L’homme n’est pas le seul animal qui perçoit la douleur mais il est le seul à pourvoir en parler ; il existe bien des façons de souffrir.
Tout existe depuis la douleur suraiguë jusqu’à la petite gêne parfaitement supportable, mais qui dure et inquiète par sa signification.
Il y a aussi, la douleur dite morale, parfois justifiée mais souvent sans raison apparente chez celui qui est « mal dans sa peau ».
Le premier désir du médecin est de soulager vite et complètement.

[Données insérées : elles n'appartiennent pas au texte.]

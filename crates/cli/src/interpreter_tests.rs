// SPDX-License-Identifier: MIT
// Copyright (c) 2026 Alfred Jean LLC

#![allow(clippy::unwrap_used, clippy::expect_used, clippy::panic)]
#![cfg(unix)]

use super::*;

// `sh` started without arguments executes the commands it reads on stdin
const STDIN_SHELL: &str = "/bin/sh";

#[test]
fn test_reference_runs_command_argument() {
    let output = ReferenceShell::new("sh").run("echo hi").unwrap();
    assert_eq!(output.text, "hi\n");
}

#[test]
fn test_reference_merges_stderr() {
    let output = ReferenceShell::new("sh").run("echo oops >&2").unwrap();
    assert_eq!(output.text, "oops\n");
}

#[test]
fn test_reference_empty_command() {
    let output = ReferenceShell::new("sh").run("").unwrap();
    assert_eq!(output.text, "");
    assert!(output.success());
}

#[test]
fn test_reference_missing_program() {
    let err = ReferenceShell::new("/nonexistent/refsh")
        .run("echo hi")
        .unwrap_err();
    assert_eq!(err.program, "/nonexistent/refsh");
    assert!(err.to_string().starts_with("failed to run /nonexistent/refsh"));
}

#[test]
fn test_shell_under_test_reads_command_from_stdin() {
    let shell = ShellUnderTest::new(STDIN_SHELL);
    let output = shell.run("echo hi").unwrap();
    assert_eq!(output.text, "hi\n");
}

#[test]
fn test_shell_under_test_receives_single_quotes_verbatim() {
    let shell = ShellUnderTest::new(STDIN_SHELL);
    let output = shell.run("echo 'a b'").unwrap();
    assert_eq!(output.text, "a b\n");
}

#[test]
fn test_shell_under_test_sees_one_line() {
    let shell = ShellUnderTest::new("/bin/cat");
    let output = shell.run("echo hi").unwrap();
    assert_eq!(output.text, "echo hi\n");
}

#[test]
fn test_shell_under_test_missing_binary() {
    let shell = ShellUnderTest::new("/nonexistent/alsh");
    assert_eq!(shell.name(), "/nonexistent/alsh");
    let err = shell.run("echo hi").unwrap_err();
    assert_eq!(err.source.kind(), std::io::ErrorKind::NotFound);
}
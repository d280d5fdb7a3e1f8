// SPDX-License-Identifier: MIT
// Copyright (c) 2026 Alfred Jean LLC

//! Run log implementation.

use crate::record::{CaseRecord, RecordedOutcome};
use parking_lot::Mutex;
use std::fs::File;
use std::io::{BufWriter, Write};
use std::path::Path;
use std::time::Instant;

/// Log of case outcomes for one run, optionally mirrored to a JSONL file
pub struct RunLog {
    start: Instant,
    records: Mutex<Vec<CaseRecord>>,
    file_writer: Option<Mutex<BufWriter<File>>>,
}

impl RunLog {
    /// Create a new in-memory run log
    pub fn new() -> Self {
        Self {
            start: Instant::now(),
            records: Mutex::new(Vec::new()),
            file_writer: None,
        }
    }

    /// Create a run log that also writes each record to `path` (JSONL format)
    pub fn with_file(path: &Path) -> std::io::Result<Self> {
        let file = File::create(path)?;
        Ok(Self {
            file_writer: Some(Mutex::new(BufWriter::new(file))),
            ..Self::new()
        })
    }

    /// Record the outcome of a case.
    ///
    /// The record is kept in memory even when writing it to the file fails.
    pub fn record(
        &self,
        command: impl Into<String>,
        outcome: RecordedOutcome,
    ) -> std::io::Result<()> {
        let mut records = self.records.lock();
        let record = CaseRecord {
            seq: records.len() as u64,
            elapsed_ms: self.start.elapsed().as_millis() as u64,
            command: command.into(),
            outcome,
        };
        records.push(record.clone());
        drop(records);

        if let Some(ref writer) = self.file_writer {
            let mut w = writer.lock();
            let json = serde_json::to_string(&record)?;
            writeln!(w, "{}", json)?;
            w.flush()?;
        }
        Ok(())
    }

    /// Get all records
    pub fn records(&self) -> Vec<CaseRecord> {
        self.records.lock().clone()
    }

    /// Count records matching a predicate
    pub fn count<F: Fn(&CaseRecord) -> bool>(&self, pred: F) -> usize {
        self.records.lock().iter().filter(|r| pred(r)).count()
    }

    /// Get the total number of records
    pub fn len(&self) -> usize {
        self.records.lock().len()
    }

    /// Check if the log is empty
    pub fn is_empty(&self) -> bool {
        self.records.lock().is_empty()
    }
}

impl Default for RunLog {
    fn default() -> Self {
        Self::new()
    }
}

#[cfg(test)]
#[path = "log_tests.rs"]
mod tests;
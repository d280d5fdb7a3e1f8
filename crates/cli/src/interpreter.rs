// SPDX-License-Identifier: MIT
// Copyright (c) 2026 Alfred Jean LLC

//! The two interpreters a case runs through.

use std::path::PathBuf;
use std::process::Command;

use shellconform_capture::{capture, capture_with_input, CapturedOutput};
use thiserror::Error;

/// Failure to launch an interpreter process
#[derive(Debug, Error)]
#[error("failed to run {program}: {source}")]
pub struct InterpreterError {
    pub program: String,
    #[source]
    pub source: std::io::Error,
}

/// Something that runs one command and reports its merged output.
pub trait Interpreter {
    /// Run `command` to completion.
    fn run(&self, command: &str) -> Result<CapturedOutput, InterpreterError>;

    /// Name used in logs
    fn name(&self) -> &str;
}

/// Trusted baseline shell, given the command as a `-c` argument
#[derive(Clone, Debug)]
pub struct ReferenceShell {
    program: String,
}

impl ReferenceShell {
    pub fn new(program: impl Into<String>) -> Self {
        Self {
            program: program.into(),
        }
    }
}

impl Interpreter for ReferenceShell {
    fn run(&self, command: &str) -> Result<CapturedOutput, InterpreterError> {
        let mut cmd = Command::new(&self.program);
        cmd.arg("-c").arg(command);
        tracing::debug!(program = %self.program, %command, "running reference interpreter");
        capture(cmd).map_err(|source| InterpreterError {
            program: self.program.clone(),
            source,
        })
    }

    fn name(&self) -> &str {
        &self.program
    }
}

/// The shell being validated, fed the command as one line on stdin
#[derive(Clone, Debug)]
pub struct ShellUnderTest {
    path: PathBuf,
    name: String,
}

impl ShellUnderTest {
    pub fn new(path: impl Into<PathBuf>) -> Self {
        let path = path.into();
        let name = path.display().to_string();
        Self { path, name }
    }
}

impl Interpreter for ShellUnderTest {
    fn run(&self, command: &str) -> Result<CapturedOutput, InterpreterError> {
        let mut line = String::with_capacity(command.len() + 1);
        line.push_str(command);
        line.push('\n');

        tracing::debug!(shell = %self.name, %command, "running shell under test");
        capture_with_input(Command::new(&self.path), Some(line.as_bytes())).map_err(|source| {
            InterpreterError {
                program: self.name.clone(),
                source,
            }
        })
    }

    fn name(&self) -> &str {
        &self.name
    }
}

#[cfg(test)]
#[path = "interpreter_tests.rs"]
mod tests;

Mais par sa formation, il sait que le véritable obstacle, c’est la découverte de la cause de la douleur, condition indispensable d’un traitement correct.
C’est pour cette raison qu’il interroge longtemps avant d’examiner.
Le problème du langage
Lorsqu’un médecin interroge et examine un malade, il a en tête une liste plus ou moins ordonnée de maladies qu’il essaie, même s’il s’en défend, de faire coïncider avec les symptômes.
Dans un premier temps, il traduit le langage populaire en langage médical.
Dans un deuxième temps, il construit le diagnostic proprement dit.
Si la deuxième étape nécessite des connaissances médicales sans cesse remises à jour, la première exige dune bonne communication avec le malade.
Pour y parvenir, le meilleur moyen est de s’identifier à son patient, d’essayer de percevoir sa douleur comme la sienne propre.
Interroger celui qui souffre, c’est parler le même langage que lui.
Or, ce langage varie considérablement d’un malade à l’autre.
On conçoit la longue durée de l’apprentissage qui doit permettre de parler et de comprendre autant de langages différents.
La pauvreté des expressions qui désignent la douleur n’arrange pas les choses « J’ai mal » – « C’est une douleur qui ressemble… à une douleur ».
Il est souvent difficile d’obtenir davantage.
Pour tenter de mieux comprendre, le médecin s’intéresse alors aux facteurs qui augmentent ou diminuent la douleur, aux doses de sédatifs qui la calment, aux comparaison qu’elle suscite.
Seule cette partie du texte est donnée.